Work order - Every entry must be transcribed exactly as written.
___ The data
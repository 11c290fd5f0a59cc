use crate::error::Error;
use crate::exif::ExifSegment;
use crate::img;
use crate::layout::Layout;
use crate::options::FrameOptions;
use crate::types::Size;
use std::path::Path;

/// Composites a photo onto its framed canvas.
///
/// All geometry comes from [`Layout`]; this type only allocates the
/// surface, fills the background, and draws the photo at the computed
/// offset, applying the advisory downscale.
pub struct PhotoFrame {
    img: img::Image,
}

impl PhotoFrame {
    #[inline]
    #[must_use]
    pub fn new(img: img::Image) -> Self {
        Self { img }
    }

    #[inline]
    pub fn open<P: AsRef<Path>>(path: P) -> Result<Self, Error> {
        Ok(Self::new(img::Image::open(path)?))
    }

    #[inline]
    pub fn from_bytes(bytes: &[u8]) -> Result<Self, Error> {
        Ok(Self::new(img::Image::from_bytes(bytes)?))
    }

    #[inline]
    #[must_use]
    pub fn size(&self) -> Size {
        self.img.size()
    }

    #[inline]
    #[must_use]
    pub fn exif(&self) -> Option<&ExifSegment> {
        self.img.exif()
    }

    /// The unscaled frame geometry for the given options.
    #[inline]
    #[must_use]
    pub fn layout(&self, options: &FrameOptions) -> Layout {
        Layout::calculate(self.img.size(), options.border_percent, options.ratio)
    }

    /// Renders the framed photo.
    ///
    /// The result keeps the source's path and Exif segment so a
    /// subsequent save re-inserts the metadata the encode discards.
    #[must_use]
    pub fn render(&self, options: &FrameOptions) -> img::Image {
        let source = self.img.size();
        let layout = self.layout(options);
        let scale = layout.scale_for(options.max_dimension);
        crate::debug!(&layout);
        crate::debug!(&scale);

        let scaled = layout.canvas.scale_by(scale);
        let mut canvas = img::Image::with_size(Size {
            width: scaled.width.max(1),
            height: scaled.height.max(1),
        });
        canvas.fill(options.background);

        let offset = layout.offset.scale_by(scale);
        if scale < 1.0 {
            let mut photo = self.img.clone();
            photo.resize(source.scale_by(scale));
            canvas.overlay(&photo, offset);
        } else {
            canvas.overlay(&self.img, offset);
        }

        canvas.path = self.img.path.clone();
        canvas.exif = self.img.exif.clone();
        canvas
    }
}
______
Your response -
repository 11c290fd5f0a59cc
use crate::error::Error;
use crate::exif::ExifSegment;
use crate::img;
use crate::layout::Layout;
use crate::options::FrameOptions;
use crate::types::Size;
use std::path::Path;

/// Composites a photo onto its framed canvas.
///
/// All geometry comes from [`Layout`]; this type only allocates the
/// surface, fills the background, and draws the photo at the computed
/// offset, applying the advisory downscale.
pub struct PhotoFrame {
    img: img::Image,
}

impl PhotoFrame {
    #[inline]
    #[must_use]
    pub fn new(img: img::Image) -> Self {
        Self { img }
    }

    #[inline]
    pub fn open<P: AsRef<Path>>(path: P) -> Result<Self, Error> {
        Ok(Self::new(img::Image::open(path)?))
    }

    #[inline]
    pub fn from_bytes(bytes: &[u8]) -> Result<Self, Error> {
        Ok(Self::new(img::Image::from_bytes(bytes)?))
    }

    #[inline]
    #[must_use]
    pub fn size(&self) -> Size {
        self.img.size()
    }

    #[inline]
    #[must_use]
    pub fn exif(&self) -> Option<&ExifSegment> {
        self.img.exif()
    }

    /// The unscaled frame geometry for the given options.
    #[inline]
    #[must_use]
    pub fn layout(&self, options: &FrameOptions) -> Layout {
        Layout::calculate(self.img.size(), options.border_percent, options.ratio)
    }

    /// Renders the framed photo.
    ///
    /// The result keeps the source's path and Exif segment so a
    /// subsequent save re-inserts the metadata the encode discards.
    #[must_use]
    pub fn render(&self, options: &FrameOptions) -> img::Image {
        let source = self.img.size();
        let layout = self.layout(options);
        let scale = layout.scale_for(options.max_dimension);
        crate::debug!(&layout);
        crate::debug!(&scale);

        let scaled = layout.canvas.scale_by(scale);
        let mut canvas = img::Image::with_size(Size {
            width: scaled.width.max(1),
            height: scaled.height.max(1),
        });
        canvas.fill(options.background);

        let offset = layout.offset.scale_by(scale);
        if scale < 1.0 {
            let mut photo = self.img.clone();
            photo.resize(source.scale_by(scale));
            canvas.overlay(&photo, offset);
        } else {
            canvas.overlay(&self.img, offset);
        }

        canvas.path = self.img.path.clone();
        canvas.exif = self.img.exif.clone();
        canvas
    }
}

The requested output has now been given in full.